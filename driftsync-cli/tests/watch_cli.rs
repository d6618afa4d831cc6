//! End-to-end runs of `driftsync watch` as a real child process.

use std::collections::BTreeSet;
use std::fs;
use std::path::{Path, PathBuf};
use std::process::{Child, Command, Stdio};
use std::thread::sleep;
use std::time::{Duration, Instant};

use tempfile::TempDir;

fn driftsync_bin() -> PathBuf {
    PathBuf::from(env!("CARGO_BIN_EXE_driftsync"))
}

struct WatcherProcess {
    child: Child,
}

impl WatcherProcess {
    fn start(root: &Path, out: &Path) -> Self {
        let child = Command::new(driftsync_bin())
            .args(["watch", "--dump-interval", "1", "--queue-run-interval", "1"])
            .arg(root)
            .arg(out)
            .stdin(Stdio::null())
            .stdout(Stdio::null())
            .stderr(Stdio::null())
            .spawn()
            .expect("spawn watcher");
        Self { child }
    }

    fn terminate(&mut self) -> bool {
        unsafe {
            libc::kill(self.child.id() as libc::pid_t, libc::SIGTERM);
        }
        let deadline = Instant::now() + Duration::from_secs(3);
        while Instant::now() < deadline {
            if let Ok(Some(_)) = self.child.try_wait() {
                return true;
            }
            sleep(Duration::from_millis(50));
        }
        false
    }
}

impl Drop for WatcherProcess {
    fn drop(&mut self) {
        let _ = self.child.kill();
        let _ = self.child.wait();
    }
}

fn published_lines(out: &Path) -> BTreeSet<String> {
    let mut lines = BTreeSet::new();
    let Ok(entries) = fs::read_dir(out) else {
        return lines;
    };
    for entry in entries.flatten() {
        if let Ok(contents) = fs::read_to_string(entry.path()) {
            lines.extend(contents.lines().map(str::to_owned));
        }
    }
    lines
}

fn wait_until(timeout: Duration, mut condition: impl FnMut() -> bool) -> bool {
    let deadline = Instant::now() + timeout;
    while Instant::now() < deadline {
        if condition() {
            return true;
        }
        sleep(Duration::from_millis(100));
    }
    false
}

#[test]
fn watch_publishes_changes_and_exits_on_sigterm() {
    let root = TempDir::new().expect("root");
    let out = TempDir::new().expect("out");
    let mut watcher = WatcherProcess::start(root.path(), out.path());

    // Give the process time to install its watches.
    sleep(Duration::from_millis(800));
    fs::write(root.path().join("a.txt"), "hello").expect("write");

    assert!(
        wait_until(Duration::from_secs(10), || {
            published_lines(out.path()).contains("a.txt")
        }),
        "expected a batch containing a.txt, saw {:?}",
        published_lines(out.path())
    );

    // Batch file names follow YYYYMMDD-HHMMSS.<pid>.
    let pid_suffix = format!(".{}", watcher.child.id());
    let named_ok = fs::read_dir(out.path())
        .expect("read out dir")
        .flatten()
        .all(|entry| {
            let name = entry.file_name().to_string_lossy().into_owned();
            name.len() == 15 + pid_suffix.len() && name.ends_with(&pid_suffix)
        });
    assert!(named_ok, "batch files must be named after timestamp and pid");

    assert!(
        watcher.terminate(),
        "watcher should exit promptly on SIGTERM"
    );
}

#[test]
fn watch_refuses_a_missing_root() {
    let out = TempDir::new().expect("out");
    let status = Command::new(driftsync_bin())
        .arg("watch")
        .arg("/definitely/not/here")
        .arg(out.path())
        .stdin(Stdio::null())
        .stdout(Stdio::null())
        .stderr(Stdio::null())
        .status()
        .expect("run watcher");
    assert!(!status.success(), "missing root must be a fatal error");
}
//! `driftsync sync`: supervise one sync set.

use std::path::PathBuf;

use anyhow::{Context, Result};
use clap::Args;

use driftsync_core::config::{
    DEFAULT_FULL_INTERVAL, DEFAULT_FULL_RETRY, DEFAULT_PARTIAL_INTERVAL, DEFAULT_PARTIAL_RETRY,
    DEFAULT_RECURSION_DEPTH,
};
use driftsync_core::SyncSet;
use driftsync_supervisor::supervise_set;

/// Continuously synchronise SOURCE to DESTINATION: full transfers on a
/// slow schedule, watcher-driven partial transfers on a fast one.
#[derive(Args, Debug)]
pub struct SyncArgs {
    /// Label for log lines and the status file; defaults to the source
    /// directory's name.
    #[arg(long)]
    pub name: Option<String>,

    /// Directory tree to mirror.
    #[arg(long)]
    pub source: PathBuf,

    /// rsync destination (path or remote spec).
    #[arg(long)]
    pub destination: String,

    /// Glob pattern to exclude (repeatable; default: *.tmp and *~).
    #[arg(long = "exclude", value_name = "PATTERN")]
    pub excludes: Vec<String>,

    /// Shell command that must succeed before the source is touched.
    #[arg(long)]
    pub source_validation: Option<String>,

    /// Shell command that must succeed before the destination is written.
    #[arg(long)]
    pub destination_validation: Option<String>,

    /// Seconds between full syncs; 0 disables them.
    #[arg(long, default_value_t = DEFAULT_FULL_INTERVAL)]
    pub full_interval: u64,

    /// Seconds before retrying a failed full sync.
    #[arg(long, default_value_t = DEFAULT_FULL_RETRY)]
    pub full_retry: u64,

    /// Seconds between partial syncs; 0 disables them and the watcher.
    #[arg(long, default_value_t = DEFAULT_PARTIAL_INTERVAL)]
    pub partial_interval: u64,

    /// Seconds before retrying a failed partial sync.
    #[arg(long, default_value_t = DEFAULT_PARTIAL_RETRY)]
    pub partial_retry: u64,

    /// Maximum depth to descend into subdirectories.
    #[arg(long, default_value_t = DEFAULT_RECURSION_DEPTH)]
    pub recursion_depth: u32,

    /// Marker file recording the last successful full sync.
    #[arg(long)]
    pub full_marker: Option<PathBuf>,

    /// Marker file recording the last successful partial sync.
    #[arg(long)]
    pub partial_marker: Option<PathBuf>,

    /// Directory where the watcher leaves changed-path batches.
    #[arg(long)]
    pub change_queue: Option<PathBuf>,

    /// Path of the collated transfer list.
    #[arg(long)]
    pub transfer_list: Option<PathBuf>,

    /// Parent directory for scratch space (default: /tmp).
    #[arg(long)]
    pub tempdir: Option<PathBuf>,

    /// Lock file serializing transfers of overlapping sets.
    #[arg(long)]
    pub sync_lock: Option<PathBuf>,

    /// Override rsync options for full syncs.
    #[arg(long)]
    pub full_rsync_opts: Option<String>,

    /// Override rsync options for partial syncs.
    #[arg(long)]
    pub partial_rsync_opts: Option<String>,

    /// Per-set operational log file.
    #[arg(long)]
    pub log_file: Option<PathBuf>,

    /// Status file, atomically republished on every state change.
    #[arg(long)]
    pub status_file: Option<PathBuf>,
}

impl SyncArgs {
    fn into_set(self) -> SyncSet {
        let name = self.name.clone().unwrap_or_else(|| {
            self.source
                .file_name()
                .map(|leaf| leaf.to_string_lossy().into_owned())
                .unwrap_or_else(|| "sync".to_owned())
        });
        let mut set = SyncSet::new(name, self.source, self.destination);
        set.excludes = self.excludes;
        set.source_validation = self.source_validation;
        set.destination_validation = self.destination_validation;
        set.full_interval = self.full_interval;
        set.full_retry = self.full_retry;
        set.partial_interval = self.partial_interval;
        set.partial_retry = self.partial_retry;
        set.recursion_depth = self.recursion_depth;
        set.full_marker = self.full_marker;
        set.partial_marker = self.partial_marker;
        set.change_queue = self.change_queue;
        set.transfer_list = self.transfer_list;
        set.tempdir = self.tempdir;
        set.sync_lock = self.sync_lock;
        set.full_rsync_opts = self.full_rsync_opts;
        set.partial_rsync_opts = self.partial_rsync_opts;
        set.log_file = self.log_file;
        set.status_file = self.status_file;
        set
    }

    pub fn run(self) -> Result<()> {
        let exit = crate::register_exit_flag()?;
        let set = self.into_set();
        let name = set.name.clone();
        supervise_set(&set, &exit).with_context(|| format!("sync set '{name}'"))
    }
}

#[cfg(test)]
mod tests {
    use super::*;
    use clap::Parser;

    #[derive(Parser)]
    struct Harness {
        #[command(flatten)]
        args: SyncArgs,
    }

    fn parse(args: &[&str]) -> SyncArgs {
        let mut full = vec!["harness"];
        full.extend_from_slice(args);
        Harness::parse_from(full).args
    }

    #[test]
    fn minimal_invocation_uses_defaults() {
        let set = parse(&["--source", "/srv/data", "--destination", "backup:/srv"]).into_set();
        assert_eq!(set.name, "data", "name defaults to the source leaf");
        assert_eq!(set.full_interval, DEFAULT_FULL_INTERVAL);
        assert_eq!(set.partial_interval, DEFAULT_PARTIAL_INTERVAL);
        assert_eq!(set.recursion_depth, DEFAULT_RECURSION_DEPTH);
        assert!(set.sync_lock.is_none());
    }

    #[test]
    fn explicit_flags_reach_the_set() {
        let set = parse(&[
            "--name",
            "mirror",
            "--source",
            "/srv/data",
            "--destination",
            "/mnt/mirror",
            "--exclude",
            "*.log",
            "--exclude",
            "cache-*",
            "--full-interval",
            "0",
            "--partial-interval",
            "5",
            "--sync-lock",
            "/run/mirror.lock",
        ])
        .into_set();

        assert_eq!(set.name, "mirror");
        assert_eq!(set.excludes, ["*.log", "cache-*"]);
        assert_eq!(set.full_interval, 0);
        assert_eq!(set.partial_interval, 5);
        assert_eq!(set.sync_lock, Some(PathBuf::from("/run/mirror.lock")));
    }
}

■ YOUR GOAL ■
From the entries above, restate word for word the lines from the line containing "set.partial_interval = self.partial_interval;" to the line containing "let name = set.name.clone();", both ends included, and nothing more.

■ YOUR RESPONSE ■
        set.partial_interval = self.partial_interval;
        set.partial_retry = self.partial_retry;
        set.recursion_depth = self.recursion_depth;
        set.full_marker = self.full_marker;
        set.partial_marker = self.partial_marker;
        set.change_queue = self.change_queue;
        set.transfer_list = self.transfer_list;
        set.tempdir = self.tempdir;
        set.sync_lock = self.sync_lock;
        set.full_rsync_opts = self.full_rsync_opts;
        set.partial_rsync_opts = self.partial_rsync_opts;
        set.log_file = self.log_file;
        set.status_file = self.status_file;
        set
    }

    pub fn run(self) -> Result<()> {
        let exit = crate::register_exit_flag()?;
        let set = self.into_set();
        let name = set.name.clone();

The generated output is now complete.